Mel Haber at Melvyn's Bar at the Ingleside Inn.

Mr. Palm Springs, Mel Haber, at Melvyn's in the Ingleside Inn.

For a good 30 years, Charlie Farrell, who, with Ralph Bellamy, spent about $6,000 to start the Racquet Club in 1933 (shortly after the opening they sent out invitations to their friends, the Hollywood elite, offering $50 memberships and received exactly four responses; but Charlie got the last laugh when he sold the property in 1959 for $1.2 million) was Mr. Palm Springs. Then in the late ‘70s a faux-hippie named Sonny Bono moved into town, became the mayor, started up the Palm Springs Film Festival, got rid of all the spring break riff-raff (you could attribute that whole scene—thousands of college students cruising up and down Palm Canyon while drinking, puking, and showing their tits–to Troy Donahue and Connie Stevens who got hammered around the pool at the Desert Palms Inn in the 1963 teen flick “Palm Springs Weekend”).

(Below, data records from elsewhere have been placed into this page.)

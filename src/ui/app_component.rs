use crate::constants::{ERROR_FETCH_FAILED, ERROR_SESSION_EXPIRED, SUCCESS_SIGNED_OUT};
use crate::routes::Route;
use crate::ui::components::{DialogComponent, SidebarComponent, StatusBar};
use crate::ui::core::{
    actions::{Action, DialogType},
    event_handler::EventType,
    operations,
    task_manager::TaskManager,
    AppContext, Component,
};
use crate::ui::layout::LayoutManager;
use crate::ui::pages::Page;
use crossterm::event::{KeyCode, KeyEvent, KeyModifiers};
use ratatui::{layout::Rect, Frame};
use std::time::Instant;
use tokio::sync::mpsc;

pub struct AppComponent {
    // Component composition
    sidebar: SidebarComponent,
    page: Page,
    dialog: DialogComponent,
    status_bar: StatusBar,

    // Application state
    route: Route,
    ctx: AppContext,

    // Services
    task_manager: TaskManager,
    background_action_rx: mpsc::UnboundedReceiver<Action>,

    // Simple UI state
    should_quit: bool,
    /// Where the sidebar was last drawn, for mouse hit-testing.
    sidebar_area: Option<Rect>,
}

impl AppComponent {
    pub fn new(ctx: AppContext) -> Self {
        let (task_manager, background_action_rx) = TaskManager::new();
        let route = Route::Dashboard;
        let mut sidebar = SidebarComponent::new();
        sidebar.footer = ctx.backend.base_url().to_string();

        Self {
            sidebar,
            page: Page::for_route(&route, &ctx),
            dialog: DialogComponent::new(ctx.logger.clone()),
            status_bar: StatusBar::new(ctx.config.ui.notification_duration()),
            route,
            ctx,
            task_manager,
            background_action_rx,
            should_quit: false,
            sidebar_area: None,
        }
    }

    pub fn should_quit(&self) -> bool {
        self.should_quit
    }

    pub fn route(&self) -> &Route {
        &self.route
    }

    pub fn page(&self) -> &Page {
        &self.page
    }

    pub fn status_bar(&self) -> &StatusBar {
        &self.status_bar
    }

    /// Get the number of active background tasks
    pub fn active_task_count(&self) -> usize {
        self.task_manager.task_count()
    }

    /// Open the first screen; protected routes fall back to login.
    pub fn start(&mut self, route: Route) {
        log::info!("Starting at {}", route);
        self.navigate(route);
    }

    fn navigate(&mut self, requested: Route) {
        let route = requested.clone().resolve(self.ctx.is_authenticated());
        if route != requested {
            log::info!("Navigation: {} requires sign-in, showing {}", requested, route);
        }

        let aborted = self.task_manager.cancel_page_loads();
        if aborted > 0 {
            log::debug!("Navigation: aborted {} in-flight load(s)", aborted);
        }

        log::info!("Navigation: {}", route);
        self.page = Page::for_route(&route, &self.ctx);
        self.sidebar.sync_with(&route);
        self.route = route;
        self.load_current_page();
    }

    fn load_current_page(&mut self) {
        if operations::loads_data(&self.route) {
            self.task_manager.spawn_page_load(
                self.ctx.backend.clone(),
                self.route.clone(),
                self.page.claims_query(),
            );
        }
    }

    /// Reload the current route. The claims list keeps its page and criteria.
    fn refresh(&mut self) {
        if !operations::loads_data(&self.route) {
            return;
        }
        self.task_manager.cancel_page_loads();
        // The claims list already marked itself loading when it saw the refresh
        if !matches!(self.page, Page::Claims(_)) {
            self.page = Page::for_route(&self.route, &self.ctx);
        }
        log::info!("Refreshing {}", self.route);
        self.load_current_page();
    }

    fn sign_out(&mut self, notice: &str) {
        if let Err(e) = self.ctx.tokens.clear() {
            log::error!("Could not remove stored token: {e:#}");
        }
        self.status_bar.notify(notice);
        self.navigate(Route::Login);
    }

    /// Handle global keyboard shortcuts that aren't component-specific
    fn handle_global_key(&mut self, key: KeyEvent) -> Action {
        match key.code {
            KeyCode::Char('q') => {
                log::debug!("Global key: 'q' - quitting application");
                Action::Quit
            }
            KeyCode::Char('?') => Action::ShowDialog(DialogType::Help),
            KeyCode::Char('G') => Action::ShowDialog(DialogType::Logs),
            KeyCode::Char('g') => Action::ShowDialog(DialogType::GoTo),
            KeyCode::Char('r') => Action::Refresh,
            KeyCode::Char('c') if key.modifiers.contains(KeyModifiers::CONTROL) => Action::Quit,
            _ => Action::None,
        }
    }

    fn route_key(&mut self, key: KeyEvent) -> Action {
        if key.code == KeyCode::Char('c') && key.modifiers.contains(KeyModifiers::CONTROL) {
            log::debug!("Global key: Ctrl+C - quitting application");
            return Action::Quit;
        }

        if self.dialog.is_visible() {
            // Any answer from a dialog closes it
            let action = self.dialog.handle_key_events(key);
            return match action {
                Action::None | Action::HideDialog => {
                    if matches!(action, Action::HideDialog) {
                        self.dialog.update(Action::HideDialog);
                    }
                    Action::None
                }
                other => {
                    self.dialog.update(Action::HideDialog);
                    other
                }
            };
        }

        if self.page.captures_input() {
            return self.page.handle_key_events(key);
        }

        if self.ctx.is_authenticated() {
            let sidebar_action = self.sidebar.handle_key_events(key);
            if !matches!(sidebar_action, Action::None) {
                return sidebar_action;
            }
        }

        let page_action = self.page.handle_key_events(key);
        if !matches!(page_action, Action::None) {
            return page_action;
        }

        self.handle_global_key(key)
    }

    /// Run an action through the page, then handle what comes back.
    pub fn dispatch(&mut self, action: Action) {
        let action = self.page.update(action);
        self.handle_app_action(action);
    }

    /// Handle app-level actions that require business logic
    fn handle_app_action(&mut self, action: Action) {
        match action {
            Action::None => {}
            Action::Quit => {
                self.should_quit = true;
            }
            Action::Navigate(route) => self.navigate(route),
            Action::Refresh => self.refresh(),
            Action::FetchClaims(query) => {
                self.task_manager.cancel_page_loads();
                log::debug!("Claims: fetching {} {:?}", query.path(), query.params());
                self.task_manager
                    .spawn_page_load(self.ctx.backend.clone(), Route::Claims, query);
            }
            Action::PageLoaded { route, data } => {
                if route == self.route {
                    self.page.on_loaded(data);
                } else {
                    log::debug!("Dropping stale data for {}", route);
                }
            }
            Action::PageLoadFailed { route, error } => {
                if route != self.route {
                    log::debug!("Dropping stale failure for {}: {}", route, error);
                } else if route == Route::Profile && error.status() == Some(401) {
                    log::warn!("Profile rejected the stored token: {}", error);
                    self.sign_out(ERROR_SESSION_EXPIRED);
                } else {
                    log::warn!("Loading {} failed: {}", route, error);
                    self.status_bar.notify_error(format!("{ERROR_FETCH_FAILED}: {error}"));
                    self.page.on_failed(&error);
                }
            }
            Action::Submit(submission) => {
                if self.task_manager.is_submitting() {
                    log::debug!("Ignoring submission while another is in flight");
                    return;
                }
                log::info!("Submitting: {}", submission.description());
                self.page.on_submit_started();
                self.task_manager
                    .spawn_submission(self.ctx.backend.clone(), self.ctx.tokens.clone(), submission);
            }
            Action::SubmitSucceeded { message, next } => {
                log::info!("{}", message);
                self.status_bar.notify(message.clone());
                match next {
                    Some(route) => self.navigate(route),
                    None => self.page.on_submit_succeeded(&message),
                }
            }
            Action::SubmitFailed { message, field_errors } => {
                self.status_bar.notify_error(message.clone());
                if self.page.has_form() {
                    self.page.on_submit_failed(&message, field_errors);
                } else {
                    // Deletes have no form to carry the message
                    self.dialog.update(Action::ShowDialog(DialogType::Error(message)));
                }
            }
            Action::Notify(message) => self.status_bar.notify(message),
            Action::Logout => {
                log::info!("Signing out");
                self.sign_out(SUCCESS_SIGNED_OUT);
            }
            action @ (Action::ShowDialog(_) | Action::HideDialog) => {
                self.dialog.update(action);
            }
            other => log::debug!("Unhandled action: {:?}", other),
        }
    }

    /// Process background actions from the task manager
    pub fn process_background_actions(&mut self) -> Vec<Action> {
        let mut actions = Vec::new();
        while let Ok(action) = self.background_action_rx.try_recv() {
            actions.push(action);
        }

        for finished in self.task_manager.cleanup_finished_tasks() {
            log::debug!("Background: finished {}", finished);
        }

        actions
    }

    /// Drain background results and expire notifications.
    pub fn on_tick(&mut self) -> bool {
        let actions = self.process_background_actions();
        let changed = !actions.is_empty();
        for action in actions {
            self.dispatch(action);
        }
        let had_notification = self.status_bar.current().is_some();
        self.status_bar.expire(Instant::now());
        changed || had_notification != self.status_bar.current().is_some()
    }

    /// Check if any background operations are running
    pub fn is_busy(&self) -> bool {
        self.task_manager.task_count() > 0
    }

    /// Process an event through the component hierarchy
    pub fn handle_event(&mut self, event_type: EventType) {
        let action = match event_type {
            EventType::Mouse(mouse) => match self.sidebar_area {
                Some(area) if !self.dialog.is_visible() => self.sidebar.handle_mouse(mouse, area),
                _ => Action::None,
            },
            EventType::Key(key) => self.route_key(key),
            EventType::Tick => {
                self.on_tick();
                Action::None
            }
            EventType::Resize(_, _) | EventType::Other => Action::None,
        };
        self.dispatch(action);
    }

    fn busy_label(&self) -> Option<&'static str> {
        if self.task_manager.is_submitting() {
            Some("⏳ Saving...")
        } else if self.task_manager.is_loading(&self.route) {
            Some("⏳ Loading...")
        } else {
            None
        }
    }

    fn shows_sidebar(&self) -> bool {
        self.ctx.is_authenticated() && !matches!(self.page, Page::Auth(_))
    }
}

impl Component for AppComponent {
    fn handle_key_events(&mut self, key: KeyEvent) -> Action {
        self.route_key(key)
    }

    fn update(&mut self, action: Action) -> Action {
        self.dispatch(action);
        Action::None
    }

    fn render(&mut self, f: &mut Frame, rect: Rect) {
        let (content, status) = LayoutManager::main_layout(rect);
        let (sidebar_area, main_area) = LayoutManager::content_layout(content, self.shows_sidebar());

        if let Some(area) = sidebar_area {
            self.sidebar.render(f, area);
        }
        self.sidebar_area = sidebar_area;
        self.page.render(f, main_area);

        self.status_bar.render(f, status, self.page.hints(), self.busy_label());

        // Dialogs draw on top of everything
        if self.dialog.is_visible() {
            self.dialog.render(f, content);
        }
    }
}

After Bono crashed and burned skiing into a tree at Lake Tahoe in 1998 there really wasn’t a face to Palm Springs. Maybe the only person who has come close to carrying on the Mr. Palm Springs legacy started by Charlie Farrell would be Mel Haber. Mel doesn’t have the star wattage of Farrell or Bono but he’s been running the curiously intriguing Ingleside Inn since 1975 when he bought the rundown property and emptied his bank account to renovate it.

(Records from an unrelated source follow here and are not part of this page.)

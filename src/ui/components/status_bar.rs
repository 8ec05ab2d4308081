//! Status bar component
//!
//! Shows the key hints for the current screen, a spinner line while a write
//! is in flight, and transient notifications that expire on their own.

use std::time::{Duration, Instant};

use ratatui::{
    layout::{Alignment, Rect},
    style::{Color, Style},
    widgets::{Block, Paragraph},
    Frame,
};

#[derive(Debug, Clone, Copy, PartialEq, Eq)]
pub enum NotificationLevel {
    Success,
    Error,
}

#[derive(Debug, Clone)]
pub struct Notification {
    pub message: String,
    pub level: NotificationLevel,
    shown_at: Instant,
}

pub struct StatusBar {
    notification: Option<Notification>,
    lifetime: Duration,
}

impl StatusBar {
    pub fn new(lifetime: Duration) -> Self {
        Self {
            notification: None,
            lifetime,
        }
    }

    pub fn notify(&mut self, message: impl Into<String>) {
        self.show(message.into(), NotificationLevel::Success);
    }

    pub fn notify_error(&mut self, message: impl Into<String>) {
        self.show(message.into(), NotificationLevel::Error);
    }

    fn show(&mut self, message: String, level: NotificationLevel) {
        self.notification = Some(Notification {
            message,
            level,
            shown_at: Instant::now(),
        });
    }

    pub fn current(&self) -> Option<&Notification> {
        self.notification.as_ref()
    }

    /// Drop the notification once it has been shown long enough.
    pub fn expire(&mut self, now: Instant) {
        if let Some(notification) = &self.notification {
            if now.duration_since(notification.shown_at) >= self.lifetime {
                self.notification = None;
            }
        }
    }

    /// Render the status bar
    pub fn render(&self, f: &mut Frame, area: Rect, hints: &str, busy: Option<&str>) {
        let (status_text, status_color) = if let Some(notification) = &self.notification {
            let color = match notification.level {
                NotificationLevel::Success => Color::Green,
                NotificationLevel::Error => Color::Red,
            };
            (notification.message.clone(), color)
        } else if let Some(busy) = busy {
            (format!("🔄 {busy}..."), Color::Yellow)
        } else {
            (hints.to_string(), Color::Gray)
        };

        let status_bar = Paragraph::new(status_text)
            .block(Block::default())
            .alignment(Alignment::Center)
            .style(Style::default().fg(status_color));

        f.render_widget(status_bar, area);
    }
}

#[cfg(test)]
mod tests {
    use super::*;

    #[test]
    fn notifications_expire_after_lifetime() {
        let mut bar = StatusBar::new(Duration::from_secs(4));
        bar.notify_error("boom");
        let shown = bar.current().map(|n| n.level);
        assert_eq!(shown, Some(NotificationLevel::Error));

        bar.expire(Instant::now());
        assert!(bar.current().is_some());

        bar.expire(Instant::now() + Duration::from_secs(5));
        assert!(bar.current().is_none());
    }
}
use chrono::NaiveDate;

/// A claims handler.
#[derive(Debug, Clone, PartialEq, Eq)]
pub struct Employee {
    pub id: i64,
    pub name: String,
    pub position: String,
    pub department: String,
    pub years_of_experience: u32,
    pub hire_date: Option<NaiveDate>,
}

I haven’t stayed at Mel’s place for a few years but it’s always fun to drop in at the bar of his eatery, Melvyn’s, and chat with Mel if he’s around. He’s got so many good stories to tell that, if you’re not careful, you’ll find that hours have gone by and now you need to ask Mel for a table in a restaurant because you’re getting hungry.

When Haber bought the Ingleside Inn, which started out as a private estate built in 1925 by the widow of the man who designed the Pierce Arrow automobile, he discovered fifteen drawers full of index cards containing personal information about former guests.

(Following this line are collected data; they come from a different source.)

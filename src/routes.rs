//! Client-side routes.
//!
//! Every screen is addressed by a path so navigation, the start route from
//! config and the `--route` flag all go through [`Route::parse`].

use std::fmt;

#[derive(Debug, Clone, PartialEq, Eq, Hash, Default)]
pub enum Route {
    #[default]
    Dashboard,
    Claims,
    ClaimDetail(i64),
    NewClaim,
    EditClaim(i64),
    Analytics,
    Settings,
    Employees,
    Profile,
    Help,
    Customers,
    Login,
    Register,
    ForgotPassword,
    ResetPassword { token: Option<String> },
    ChangePassword,
    NotFound(String),
}

impl Route {
    /// Routes listed in the sidebar, in display order.
    pub const SIDEBAR: [Route; 8] = [
        Route::Dashboard,
        Route::Claims,
        Route::NewClaim,
        Route::Customers,
        Route::Employees,
        Route::Analytics,
        Route::Profile,
        Route::Settings,
    ];

    pub fn parse(path: &str) -> Route {
        let trimmed = path.trim();
        let (path_part, query) = match trimmed.split_once('?') {
            Some((p, q)) => (p, Some(q)),
            None => (trimmed, None),
        };
        let normalized = path_part.trim_end_matches('/');
        let segments: Vec<&str> = normalized.split('/').filter(|s| !s.is_empty()).collect();

        match segments.as_slice() {
            [] => Route::Dashboard,
            ["claims"] => Route::Claims,
            ["claims", "new"] => Route::NewClaim,
            ["claims", "edit", id] => parse_id(id).map(Route::EditClaim).unwrap_or_else(|| not_found(trimmed)),
            ["claims", id] => parse_id(id).map(Route::ClaimDetail).unwrap_or_else(|| not_found(trimmed)),
            ["analytics"] => Route::Analytics,
            ["settings"] => Route::Settings,
            ["employees"] => Route::Employees,
            ["profile"] => Route::Profile,
            ["help"] => Route::Help,
            ["customers"] => Route::Customers,
            ["login"] => Route::Login,
            ["register"] => Route::Register,
            ["forgot-password"] => Route::ForgotPassword,
            ["reset-password"] => Route::ResetPassword {
                token: query.and_then(token_param),
            },
            ["change-password"] => Route::ChangePassword,
            _ => not_found(trimmed),
        }
    }

    pub fn path(&self) -> String {
        match self {
            Route::Dashboard => "/".to_string(),
            Route::Claims => "/claims".to_string(),
            Route::ClaimDetail(id) => format!("/claims/{id}"),
            Route::NewClaim => "/claims/new".to_string(),
            Route::EditClaim(id) => format!("/claims/edit/{id}"),
            Route::Analytics => "/analytics".to_string(),
            Route::Settings => "/settings".to_string(),
            Route::Employees => "/employees".to_string(),
            Route::Profile => "/profile".to_string(),
            Route::Help => "/help".to_string(),
            Route::Customers => "/customers".to_string(),
            Route::Login => "/login".to_string(),
            Route::Register => "/register".to_string(),
            Route::ForgotPassword => "/forgot-password".to_string(),
            Route::ResetPassword { token: Some(token) } => format!("/reset-password?token={token}"),
            Route::ResetPassword { token: None } => "/reset-password".to_string(),
            Route::ChangePassword => "/change-password".to_string(),
            Route::NotFound(path) => path.clone(),
        }
    }

    pub fn title(&self) -> &'static str {
        match self {
            Route::Dashboard => "Dashboard",
            Route::Claims => "Claims",
            Route::ClaimDetail(_) => "Claim",
            Route::NewClaim => "New Claim",
            Route::EditClaim(_) => "Edit Claim",
            Route::Analytics => "Analytics",
            Route::Settings => "Settings",
            Route::Employees => "Employees",
            Route::Profile => "Profile",
            Route::Help => "Help",
            Route::Customers => "Customers",
            Route::Login => "Sign In",
            Route::Register => "Register",
            Route::ForgotPassword => "Forgot Password",
            Route::ResetPassword { .. } => "Reset Password",
            Route::ChangePassword => "Change Password",
            Route::NotFound(_) => "Not Found",
        }
    }

    /// Screens reachable without a token.
    pub fn is_public(&self) -> bool {
        matches!(
            self,
            Route::Login
                | Route::Register
                | Route::ForgotPassword
                | Route::ResetPassword { .. }
                | Route::Help
                | Route::NotFound(_)
        )
    }

    pub fn requires_auth(&self) -> bool {
        !self.is_public()
    }

    /// Where to actually go: protected routes without a token go to login.
    pub fn resolve(self, authenticated: bool) -> Route {
        if self.requires_auth() && !authenticated {
            Route::Login
        } else {
            self
        }
    }

    /// The sidebar entry that should be highlighted for this route.
    pub fn sidebar_index(&self) -> Option<usize> {
        let section = match self {
            Route::ClaimDetail(_) | Route::EditClaim(_) => Route::Claims,
            Route::ChangePassword => Route::Profile,
            other => other.clone(),
        };
        Route::SIDEBAR.iter().position(|r| *r == section)
    }
}

impl fmt::Display for Route {
    fn fmt(&self, f: &mut fmt::Formatter<'_>) -> fmt::Result {
        f.write_str(&self.path())
    }
}

fn parse_id(segment: &str) -> Option<i64> {
    segment.parse::<i64>().ok().filter(|id| *id > 0)
}

fn not_found(path: &str) -> Route {
    Route::NotFound(path.to_string())
}

fn token_param(query: &str) -> Option<String> {
    query
        .split('&')
        .filter_map(|pair| pair.split_once('='))
        .find(|(key, _)| *key == "token")
        .map(|(_, value)| value.to_string())
        .filter(|value| !value.is_empty())
}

An undated penny postcard of the Ingleside Inn.

An undated penny postcard of the Ingleside Inn.

“I thumbed through some of them and actually got goose pimples,” says Haber. “The names were legendary. I found a registration card for Salvador Dali on which had been penciled, ‘I believe he is a painter.’ There was one for Elizabeth Taylor that said ‘Movie Actress’ with several question marks after it. There was a card for Mr. and Mrs. Samuel Goldwyn of Hollywood, California, and someone had penciled in ‘No Good. They’re Jewish.’ Another card said Earl Martyn and penciled alongside it was ‘Howard Hughes; wants no one to know.’”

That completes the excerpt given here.